Massacre at Lido beach and public defiance

Typical Friday at Lido beach. Mogadishu. (Photo credit: SomaliAgenda)

by Muuse Yuusuf

The massacre of civilians by terrorists at Lido beach is a telling story. As a sign of the return of normalcy and hope to this troubled city, thousands of Mogadishu residents have been resuscitating a century’s old tradition of seeking pleasure from the city’s white sandy beaches. A tradition that was started by old generations who used to come together to play, swim, and enjoy a meal at Lido’s many seafront restaurants. Dishes on the menu would have included a grilled lobster and spaghetti Bolognese washed down with a glass of watermelon or mango juice.  Those traditionally inclined pleasure-seekers would have enjoyed a meal of dhaylo, maraq and muufo, a traditional lamb stew and bread served with caano lo or geel, cow or camel milk. Furthermore, Europeans, led by Italians, whose Italian word “Lido” was the beach’s namesake, would have flocked to Lido as their best holiday resort.

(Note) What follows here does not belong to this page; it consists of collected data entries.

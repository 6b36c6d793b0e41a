//! HTTP edge of the system: axum routers, auth middleware, and the wiring
//! that assembles stores, bus, projections, and services into one app.

pub mod app;
pub mod authz;
pub mod context;
pub mod middleware;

Most Somalis who are over 40s would remember those pleasant memory lanes in Mogadishu’s happy days. Arguably, there is hardly any Somali who lived in Mogadishu and had never visited or swam in Lido’s beautiful beach with its clear blue sky and water. It is for this reason why Mogadishu and Lido beach command a special place in the hearts of many Somalis, which makes them want to return to their Lido. Indeed, hundreds of people from the diaspora have been leading a campaign to get people return to Mogadishu and its Lido, and some of them have bravely invested in the city, particularly in restaurants and cafes such as the Beach View Cafe at Lido where the massacre took place.

A classic example of this is Ahmed Jama, a Somali chef, whose restaurant, the Village, was bombed by terrorists. Despite the heartbreaking tragedy, Jama has not given up his dream of helping his people by daring to start up business in the face of anarchy led by murderous and nihilistic terrorist cults.

It is within the above historical background that Mogadishu’s young residents, as though they are following their ancestors’ footsteps, have been congregating at Lido in the last few years, swimming, playing football, and falling in love. Indeed, in the same date that terrorists executed their murderous plot, lovers were tying up the knot at the restaurant, probably having met and fallen in love at Lido. This must have been a tragic end to the young couple’s big day. The groom and pride are probably among the dead, certainly caused by another young man with a perverted mind.  I feel sorry for them.

In any tragedy, there is always a story that stands out. For me, it was the 10-year-old boy that was saved by a man called Mohamed Abdullahi Dhaaley. When the shooting started, this man ran for his life. Then he heard a crying voice, begging him not to leave him. It was the boy who had a chest wound from a shrapnel. The brave man and his friend returned to the boy and rescued him. On their way to the hospital, the boy thanked his rescuers and said he would never forget them. The boy is in hospital, recovering from his wounds. The story went viral in Somali social media, prompting people to post defiant messages against terrorists, some vowing to return to Lido.

Then here is a twist in the story. Understandably, at one point the boy asked his rescuers to promise not to return to the Beach View Cafe. For me, the “promise not to return” is the heartbreaking statement, which I have been contemplating about its implications because this is what terrorists want us to believe. They want to instil fear in people’s mind and to put darkness in the place of light. Relaxing and bathing at Lido herald a new era of normalcy and hope for Mogadishu’s thousands of residents. Terrorists want to take this new lease of life away from them. And this is what we need to defy.

I cannot blame the boy for asking his rescuers to stay away from the beach as this shows his legitimate concern about his rescuers’ future wellbeing – a normal mutual expression of human feeling and behaviour.

Imagine what the three-year-old Syrian boy, Aylan Kurdi, the toddler whose washed up body at a Turkish coast shocked the world and epitomised the huge migrant crisis that Europe is facing, would have said to his parents had he survived the tragic journey: “Dady never try to swim across dangerous sea waters to go to Europe…”

Unfortunately, because of human spirit, resilience and desperation many people are still undertaking the same hazardous voyage every day, risking their lives. This is the heart of the two stories because as we all know just like their fellow human beings Somalis are a resilient lot who are masters of survival in a harsh and unforgiving environment. I am therefore confident that with their resilience and risk-taking attitude towards life, Mogadishu residents, spearheaded by fearless young and ambitious entrepreneurs will return to the city’s beautiful beach soon to answer Lido’s emotional call to return to her.

Metaphorically, it is not only Lido’s crying voice which is calling on Somalis to benefit from it, Somalia’s long coast is calling on people to exploit from its untapped rich natural resources that could feed millions of Somalis provided they come together united.